* **YOUR GOAL**: Output exactly the lines from the one with "pub fn players(&self)" to the close of the records below, first and last included.

* **DATA EXCERPTS**:
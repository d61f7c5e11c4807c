//! Canonical keys for two-player teams.

use serde::{Deserialize, Deserializer, Serialize, Serializer};
use std::fmt;
use std::str::FromStr;
use thiserror::Error;

use super::PlayerId;

/// Returned when a string is not a valid team key.
#[derive(Debug, Clone, PartialEq, Eq, Error)]
#[error("invalid team key: {0}")]
pub struct ParseTeamKeyError(pub String);

/// An unordered pair of distinct players, stored in roster order.
///
/// `TeamKey::new(a, b) == TeamKey::new(b, a)` always holds. The string form
/// is the two player tokens concatenated in roster order.
#[derive(Debug, Clone, Copy, PartialEq, Eq, Hash, PartialOrd, Ord)]
pub struct TeamKey {
    first: PlayerId,
    second: PlayerId,
}

/// Team names shown in the UI. Pairs are listed in roster order; a few names
/// put the second member first.
const TEAM_NAMES: [(PlayerId, PlayerId, &str); 10] = [
    (PlayerId::Jab, PlayerId::Kyu, "잡큐"),
    (PlayerId::Jab, PlayerId::Ji, "잡지"),
    (PlayerId::Jab, PlayerId::Meo, "잡머"),
    (PlayerId::Jab, PlayerId::Woong, "잡웅"),
    (PlayerId::Kyu, PlayerId::Ji, "지큐"),
    (PlayerId::Kyu, PlayerId::Meo, "머큐"),
    (PlayerId::Kyu, PlayerId::Woong, "웅큐"),
    (PlayerId::Ji, PlayerId::Meo, "지머"),
    (PlayerId::Ji, PlayerId::Woong, "지웅"),
    (PlayerId::Meo, PlayerId::Woong, "머웅"),
];

impl TeamKey {
    /// Build the canonical key for a pair, independent of argument order.
    ///
    /// The two players must be distinct.
    pub fn new(a: PlayerId, b: PlayerId) -> Self {
        debug_assert_ne!(a, b, "a team needs two distinct players");
        if a.roster_index() <= b.roster_index() {
            Self { first: a, second: b }
        } else {
            Self { first: b, second: a }
        }
    }

    /// Build the key from a two-element team array.
    pub fn from_pair(pair: &[PlayerId; 2]) -> Self {
        Self::new(pair[0], pair[1])
    }

    /// Both members in roster order.
    pub fn players(&self) -> [PlayerId; 2] {
        [self.first, self.second]
    }

    pub fn contains(&self, player: PlayerId) -> bool {
        self.first == player || self.second == player
    }

    /// Name shown in the UI.
    pub fn display_name(&self) -> &'static str {
        TEAM_NAMES
            .iter()
            .find(|(a, b, _)| *a == self.first && *b == self.second)
            .map(|(_, _, name)| *name)
            .unwrap_or("")
    }

    /// Members ordered as they appear in the display name.
    pub fn display_order(&self) -> [PlayerId; 2] {
        let name = self.display_name();
        if name.starts_with(self.second.token()) {
            [self.second, self.first]
        } else {
            [self.first, self.second]
        }
    }
}

impl fmt::Display for TeamKey {
    fn fmt(&self, f: &mut fmt::Formatter<'_>) -> fmt::Result {
        write!(f, "{}{}", self.first.token(), self.second.token())
    }
}

impl FromStr for TeamKey {
    type Err = ParseTeamKeyError;

    fn from_str(s: &str) -> Result<Self, Self::Err> {
        let err = || ParseTeamKeyError(s.to_string());
        let mut chars = s.chars();
        let (Some(a), Some(b), None) = (chars.next(), chars.next(), chars.next()) else {
            return Err(err());
        };
        let a: PlayerId = a.to_string().parse().map_err(|_| err())?;
        let b: PlayerId = b.to_string().parse().map_err(|_| err())?;
        if a == b {
            return Err(err());
        }
        Ok(Self::new(a, b))
    }
}

impl Serialize for TeamKey {
    fn serialize<S: Serializer>(&self, serializer: S) -> Result<S::Ok, S::Error> {
        serializer.collect_str(self)
    }
}

impl<'de> Deserialize<'de> for TeamKey {
    fn deserialize<D: Deserializer<'de>>(deserializer: D) -> Result<Self, D::Error> {
        let s = String::deserialize(deserializer)?;
        s.parse().map_err(serde::de::Error::custom)
    }
}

* **WRITTEN RESPONSE**:
    pub fn players(&self) -> [PlayerId; 2] {
        [self.first, self.second]
    }

    pub fn contains(&self, player: PlayerId) -> bool {
        self.first == player || self.second == player
    }

    /// Name shown in the UI.
    pub fn display_name(&self) -> &'static str {
        TEAM_NAMES
            .iter()
            .find(|(a, b, _)| *a == self.first && *b == self.second)
            .map(|(_, _, name)| *name)
            .unwrap_or("")
    }

    /// Members ordered as they appear in the display name.
    pub fn display_order(&self) -> [PlayerId; 2] {
        let name = self.display_name();
        if name.starts_with(self.second.token()) {
            [self.second, self.first]
        } else {
            [self.first, self.second]
        }
    }
}

impl fmt::Display for TeamKey {
    fn fmt(&self, f: &mut fmt::Formatter<'_>) -> fmt::Result {
        write!(f, "{}{}", self.first.token(), self.second.token())
    }
}

impl FromStr for TeamKey {
    type Err = ParseTeamKeyError;

    fn from_str(s: &str) -> Result<Self, Self::Err> {
        let err = || ParseTeamKeyError(s.to_string());
        let mut chars = s.chars();
        let (Some(a), Some(b), None) = (chars.next(), chars.next(), chars.next()) else {
            return Err(err());
        };
        let a: PlayerId = a.to_string().parse().map_err(|_| err())?;
        let b: PlayerId = b.to_string().parse().map_err(|_| err())?;
        if a == b {
            return Err(err());
        }
        Ok(Self::new(a, b))
    }
}

impl Serialize for TeamKey {
    fn serialize<S: Serializer>(&self, serializer: S) -> Result<S::Ok, S::Error> {
        serializer.collect_str(self)
    }
}

impl<'de> Deserialize<'de> for TeamKey {
    fn deserialize<D: Deserializer<'de>>(deserializer: D) -> Result<Self, D::Error> {
        let s = String::deserialize(deserializer)?;
        s.parse().map_err(serde::de::Error::custom)
    }
}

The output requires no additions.